Write each entry down again precisely, skipping nothing.

=== Task data ===

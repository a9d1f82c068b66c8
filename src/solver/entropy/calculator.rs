//! Shannon entropy calculation for letter guesses
//!
//! Given a letter and a set of candidates, computes the expected information gain
//! from guessing that letter.

use crate::core::Word;
use rustc_hash::FxHashMap;

/// Comprehensive metrics for evaluating a letter guess
#[derive(Debug, Clone, Copy, PartialEq)]
pub struct LetterMetrics {
    /// Shannon entropy (expected information gain in bits)
    pub entropy: f64,
    /// Number of candidates containing the letter at least once
    pub frequency: usize,
    /// `entropy + weight_freq * frequency`
    pub combined: f64,
}

/// Calculate Shannon entropy for guessing `letter` against candidates
///
/// Candidates are grouped by the set of positions where the letter occurs
/// (the empty set meaning "absent"); the entropy of the group sizes is the
/// expected information gain in bits.
///
/// # Formula
/// H(X) = -Σ p(x) * log₂(p(x))
///
/// where p(x) is the fraction of candidates revealing position set x.
///
/// # Examples
/// ```
/// use hangman_solver::core::Word;
/// use hangman_solver::solver::entropy::calculate_entropy;
///
/// let candidates = vec![Word::new("cat").unwrap(), Word::new("car").unwrap()];
/// let candidate_refs: Vec<&Word> = candidates.iter().collect();
///
/// // 't' splits the two words evenly: 1 bit
/// assert!((calculate_entropy(b't', &candidate_refs) - 1.0).abs() < 1e-9);
/// // 'a' is in the same place in both: no information
/// assert!(calculate_entropy(b'a', &candidate_refs).abs() < 1e-9);
/// ```
#[must_use]
pub fn calculate_entropy(letter: u8, candidates: &[&Word]) -> f64 {
    if candidates.is_empty() {
        return 0.0;
    }

    let partition_counts = group_by_positions(letter, candidates);

    shannon_entropy(&partition_counts)
}

/// Group candidates by the position mask of `letter`
fn group_by_positions(letter: u8, candidates: &[&Word]) -> FxHashMap<u64, usize> {
    let mut counts = FxHashMap::default();

    for &candidate in candidates {
        *counts.entry(candidate.positions_mask(letter)).or_insert(0) += 1;
    }

    counts
}

/// Calculate Shannon entropy from a partition-size distribution
///
/// H = -Σ p * log₂(p)
///
/// # Properties
/// - Returns 0.0 for certain outcome (one partition with p=1)
/// - Maximized for uniform distribution
/// - Always in range [0, log₂(n)] for n partitions
///
/// # Examples
/// ```
/// use hangman_solver::solver::entropy::shannon_entropy;
/// use rustc_hash::FxHashMap;
///
/// let mut uniform = FxHashMap::default();
/// uniform.insert(0b001_u64, 25);
/// uniform.insert(0b010_u64, 25);
/// uniform.insert(0b100_u64, 25);
/// uniform.insert(0b000_u64, 25);
///
/// let entropy = shannon_entropy(&uniform);
/// assert!((entropy - 2.0).abs() < 0.001); // log2(4) = 2 bits
/// ```
#[must_use]
pub fn shannon_entropy<S>(partition_counts: &std::collections::HashMap<u64, usize, S>) -> f64
where
    S: std::hash::BuildHasher,
{
    let total = partition_counts.values().sum::<usize>() as f64;

    if total == 0.0 {
        return 0.0;
    }

    partition_counts
        .values()
        .filter(|&&count| count > 0)
        .map(|&count| {
            let p = count as f64 / total;
            -p * p.log2()
        })
        .sum()
}

/// Number of candidates containing `letter` at least once
#[must_use]
pub fn document_frequency(letter: u8, candidates: &[&Word]) -> usize {
    candidates.iter().filter(|w| w.has_letter(letter)).count()
}

/// Calculate all metrics for a letter
///
/// Returns entropy, document frequency and the blended score.
#[must_use]
pub fn calculate_metrics(letter: u8, candidates: &[&Word], weight_freq: f64) -> LetterMetrics {
    if candidates.is_empty() {
        return LetterMetrics {
            entropy: 0.0,
            frequency: 0,
            combined: 0.0,
        };
    }

    let partition_counts = group_by_positions(letter, candidates);
    let entropy = shannon_entropy(&partition_counts);
    let frequency = document_frequency(letter, candidates);

    LetterMetrics {
        entropy,
        frequency,
        combined: entropy + weight_freq * frequency as f64,
    }
}

#[cfg(test)]
mod tests {
    use super::*;
    use crate::corpus::loader::words_from_slice;

    fn refs(words: &[Word]) -> Vec<&Word> {
        words.iter().collect()
    }

    #[test]
    fn shannon_entropy_uniform_distribution() {
        // 4 partitions, each appears once = log2(4) = 2 bits
        let mut counts = FxHashMap::default();
        counts.insert(0, 1);
        counts.insert(1, 1);
        counts.insert(2, 1);
        counts.insert(4, 1);

        let entropy = shannon_entropy(&counts);
        assert!((entropy - 2.0).abs() < 0.001);
    }

    #[test]
    fn shannon_entropy_certain_outcome() {
        let mut counts = FxHashMap::default();
        counts.insert(0, 10);

        let entropy = shannon_entropy(&counts);
        assert!(entropy.abs() < 0.001);
    }

    #[test]
    fn shannon_entropy_empty() {
        let counts: FxHashMap<u64, usize> = FxHashMap::default();
        let entropy = shannon_entropy(&counts);
        assert!((entropy - 0.0).abs() < f64::EPSILON);
    }

    #[test]
    fn entropy_for_cat_car_can() {
        let words = words_from_slice(&["cat", "car", "can"]);
        let candidates = refs(&words);

        // {cat} vs {car, can}
        let expected = -(1.0 / 3.0 * (1.0_f64 / 3.0).log2() + 2.0 / 3.0 * (2.0_f64 / 3.0).log2());
        assert!((calculate_entropy(b't', &candidates) - expected).abs() < 1e-12);
        assert!((calculate_entropy(b'r', &candidates) - expected).abs() < 1e-12);
        assert!((expected - 0.918_295_834).abs() < 1e-6);
    }

    #[test]
    fn absent_letter_has_zero_entropy() {
        let words = words_from_slice(&["cat", "car", "can"]);
        let candidates = refs(&words);
        assert!(calculate_entropy(b'z', &candidates).abs() < f64::EPSILON);
    }

    #[test]
    fn repeated_letter_positions_form_distinct_partitions() {
        // 'a' at {1,3,5}, {1,3,5}, {1,3}: two partitions of sizes 2 and 1
        let words = words_from_slice(&["banana", "cabana", "salad"]);
        let candidates = refs(&words);
        let metrics = calculate_metrics(b'a', &candidates, 0.0);
        assert_eq!(metrics.frequency, 3);
        assert!(metrics.entropy > 0.9 && metrics.entropy < 0.92);
    }

    #[test]
    fn entropy_is_never_negative() {
        let words = words_from_slice(&["hangman", "hangers", "hanging", "banging"]);
        let candidates = refs(&words);
        for letter in b'a'..=b'z' {
            assert!(calculate_entropy(letter, &candidates) >= 0.0);
        }
    }

    #[test]
    fn document_frequency_counts_words_not_occurrences() {
        let words = words_from_slice(&["banana", "band", "cod"]);
        let candidates = refs(&words);
        assert_eq!(document_frequency(b'a', &candidates), 2);
        assert_eq!(document_frequency(b'n', &candidates), 2);
        assert_eq!(document_frequency(b'd', &candidates), 2);
        assert_eq!(document_frequency(b'z', &candidates), 0);
    }

    #[test]
    fn metrics_blend_entropy_and_frequency() {
        let words = words_from_slice(&["cat", "car", "can"]);
        let candidates = refs(&words);
        let metrics = calculate_metrics(b't', &candidates, 0.5);
        assert_eq!(metrics.frequency, 1);
        assert!((metrics.combined - (metrics.entropy + 0.5)).abs() < 1e-12);
    }

    #[test]
    fn metrics_on_empty_candidates() {
        let metrics = calculate_metrics(b'e', &[], 0.5);
        assert_eq!(metrics.frequency, 0);
        assert!(metrics.combined.abs() < f64::EPSILON);
    }
}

===

Task result
repository a9d1f82c068b66c8
filename src/solver/entropy/calculator.rs
//! Shannon entropy calculation for letter guesses
//!
//! Given a letter and a set of candidates, computes the expected information gain
//! from guessing that letter.

use crate::core::Word;
use rustc_hash::FxHashMap;

/// Comprehensive metrics for evaluating a letter guess
#[derive(Debug, Clone, Copy, PartialEq)]
pub struct LetterMetrics {
    /// Shannon entropy (expected information gain in bits)
    pub entropy: f64,
    /// Number of candidates containing the letter at least once
    pub frequency: usize,
    /// `entropy + weight_freq * frequency`
    pub combined: f64,
}

/// Calculate Shannon entropy for guessing `letter` against candidates
///
/// Candidates are grouped by the set of positions where the letter occurs
/// (the empty set meaning "absent"); the entropy of the group sizes is the
/// expected information gain in bits.
///
/// # Formula
/// H(X) = -Σ p(x) * log₂(p(x))
///
/// where p(x) is the fraction of candidates revealing position set x.
///
/// # Examples
/// ```
/// use hangman_solver::core::Word;
/// use hangman_solver::solver::entropy::calculate_entropy;
///
/// let candidates = vec![Word::new("cat").unwrap(), Word::new("car").unwrap()];
/// let candidate_refs: Vec<&Word> = candidates.iter().collect();
///
/// // 't' splits the two words evenly: 1 bit
/// assert!((calculate_entropy(b't', &candidate_refs) - 1.0).abs() < 1e-9);
/// // 'a' is in the same place in both: no information
/// assert!(calculate_entropy(b'a', &candidate_refs).abs() < 1e-9);
/// ```
#[must_use]
pub fn calculate_entropy(letter: u8, candidates: &[&Word]) -> f64 {
    if candidates.is_empty() {
        return 0.0;
    }

    let partition_counts = group_by_positions(letter, candidates);

    shannon_entropy(&partition_counts)
}

/// Group candidates by the position mask of `letter`
fn group_by_positions(letter: u8, candidates: &[&Word]) -> FxHashMap<u64, usize> {
    let mut counts = FxHashMap::default();

    for &candidate in candidates {
        *counts.entry(candidate.positions_mask(letter)).or_insert(0) += 1;
    }

    counts
}

/// Calculate Shannon entropy from a partition-size distribution
///
/// H = -Σ p * log₂(p)
///
/// # Properties
/// - Returns 0.0 for certain outcome (one partition with p=1)
/// - Maximized for uniform distribution
/// - Always in range [0, log₂(n)] for n partitions
///
/// # Examples
/// ```
/// use hangman_solver::solver::entropy::shannon_entropy;
/// use rustc_hash::FxHashMap;
///
/// let mut uniform = FxHashMap::default();
/// uniform.insert(0b001_u64, 25);
/// uniform.insert(0b010_u64, 25);
/// uniform.insert(0b100_u64, 25);
/// uniform.insert(0b000_u64, 25);
///
/// let entropy = shannon_entropy(&uniform);
/// assert!((entropy - 2.0).abs() < 0.001); // log2(4) = 2 bits
/// ```
#[must_use]
pub fn shannon_entropy<S>(partition_counts: &std::collections::HashMap<u64, usize, S>) -> f64
where
    S: std::hash::BuildHasher,
{
    let total = partition_counts.values().sum::<usize>() as f64;

    if total == 0.0 {
        return 0.0;
    }

    partition_counts
        .values()
        .filter(|&&count| count > 0)
        .map(|&count| {
            let p = count as f64 / total;
            -p * p.log2()
        })
        .sum()
}

/// Number of candidates containing `letter` at least once
#[must_use]
pub fn document_frequency(letter: u8, candidates: &[&Word]) -> usize {
    candidates.iter().filter(|w| w.has_letter(letter)).count()
}

/// Calculate all metrics for a letter
///
/// Returns entropy, document frequency and the blended score.
#[must_use]
pub fn calculate_metrics(letter: u8, candidates: &[&Word], weight_freq: f64) -> LetterMetrics {
    if candidates.is_empty() {
        return LetterMetrics {
            entropy: 0.0,
            frequency: 0,
            combined: 0.0,
        };
    }

    let partition_counts = group_by_positions(letter, candidates);
    let entropy = shannon_entropy(&partition_counts);
    let frequency = document_frequency(letter, candidates);

    LetterMetrics {
        entropy,
        frequency,
        combined: entropy + weight_freq * frequency as f64,
    }
}

#[cfg(test)]
mod tests {
    use super::*;
    use crate::corpus::loader::words_from_slice;

    fn refs(words: &[Word]) -> Vec<&Word> {
        words.iter().collect()
    }

    #[test]
    fn shannon_entropy_uniform_distribution() {
        // 4 partitions, each appears once = log2(4) = 2 bits
        let mut counts = FxHashMap::default();
        counts.insert(0, 1);
        counts.insert(1, 1);
        counts.insert(2, 1);
        counts.insert(4, 1);

        let entropy = shannon_entropy(&counts);
        assert!((entropy - 2.0).abs() < 0.001);
    }

    #[test]
    fn shannon_entropy_certain_outcome() {
        let mut counts = FxHashMap::default();
        counts.insert(0, 10);

        let entropy = shannon_entropy(&counts);
        assert!(entropy.abs() < 0.001);
    }

    #[test]
    fn shannon_entropy_empty() {
        let counts: FxHashMap<u64, usize> = FxHashMap::default();
        let entropy = shannon_entropy(&counts);
        assert!((entropy - 0.0).abs() < f64::EPSILON);
    }

    #[test]
    fn entropy_for_cat_car_can() {
        let words = words_from_slice(&["cat", "car", "can"]);
        let candidates = refs(&words);

        // {cat} vs {car, can}
        let expected = -(1.0 / 3.0 * (1.0_f64 / 3.0).log2() + 2.0 / 3.0 * (2.0_f64 / 3.0).log2());
        assert!((calculate_entropy(b't', &candidates) - expected).abs() < 1e-12);
        assert!((calculate_entropy(b'r', &candidates) - expected).abs() < 1e-12);
        assert!((expected - 0.918_295_834).abs() < 1e-6);
    }

    #[test]
    fn absent_letter_has_zero_entropy() {
        let words = words_from_slice(&["cat", "car", "can"]);
        let candidates = refs(&words);
        assert!(calculate_entropy(b'z', &candidates).abs() < f64::EPSILON);
    }

    #[test]
    fn repeated_letter_positions_form_distinct_partitions() {
        // 'a' at {1,3,5}, {1,3,5}, {1,3}: two partitions of sizes 2 and 1
        let words = words_from_slice(&["banana", "cabana", "salad"]);
        let candidates = refs(&words);
        let metrics = calculate_metrics(b'a', &candidates, 0.0);
        assert_eq!(metrics.frequency, 3);
        assert!(metrics.entropy > 0.9 && metrics.entropy < 0.92);
    }

    #[test]
    fn entropy_is_never_negative() {
        let words = words_from_slice(&["hangman", "hangers", "hanging", "banging"]);
        let candidates = refs(&words);
        for letter in b'a'..=b'z' {
            assert!(calculate_entropy(letter, &candidates) >= 0.0);
        }
    }

    #[test]
    fn document_frequency_counts_words_not_occurrences() {
        let words = words_from_slice(&["banana", "band", "cod"]);
        let candidates = refs(&words);
        assert_eq!(document_frequency(b'a', &candidates), 2);
        assert_eq!(document_frequency(b'n', &candidates), 2);
        assert_eq!(document_frequency(b'd', &candidates), 2);
        assert_eq!(document_frequency(b'z', &candidates), 0);
    }

    #[test]
    fn metrics_blend_entropy_and_frequency() {
        let words = words_from_slice(&["cat", "car", "can"]);
        let candidates = refs(&words);
        let metrics = calculate_metrics(b't', &candidates, 0.5);
        assert_eq!(metrics.frequency, 1);
        assert!((metrics.combined - (metrics.entropy + 0.5)).abs() < 1e-12);
    }

    #[test]
    fn metrics_on_empty_candidates() {
        let metrics = calculate_metrics(b'e', &[], 0.5);
        assert_eq!(metrics.frequency, 0);
        assert!(metrics.combined.abs() < f64::EPSILON);
    }
}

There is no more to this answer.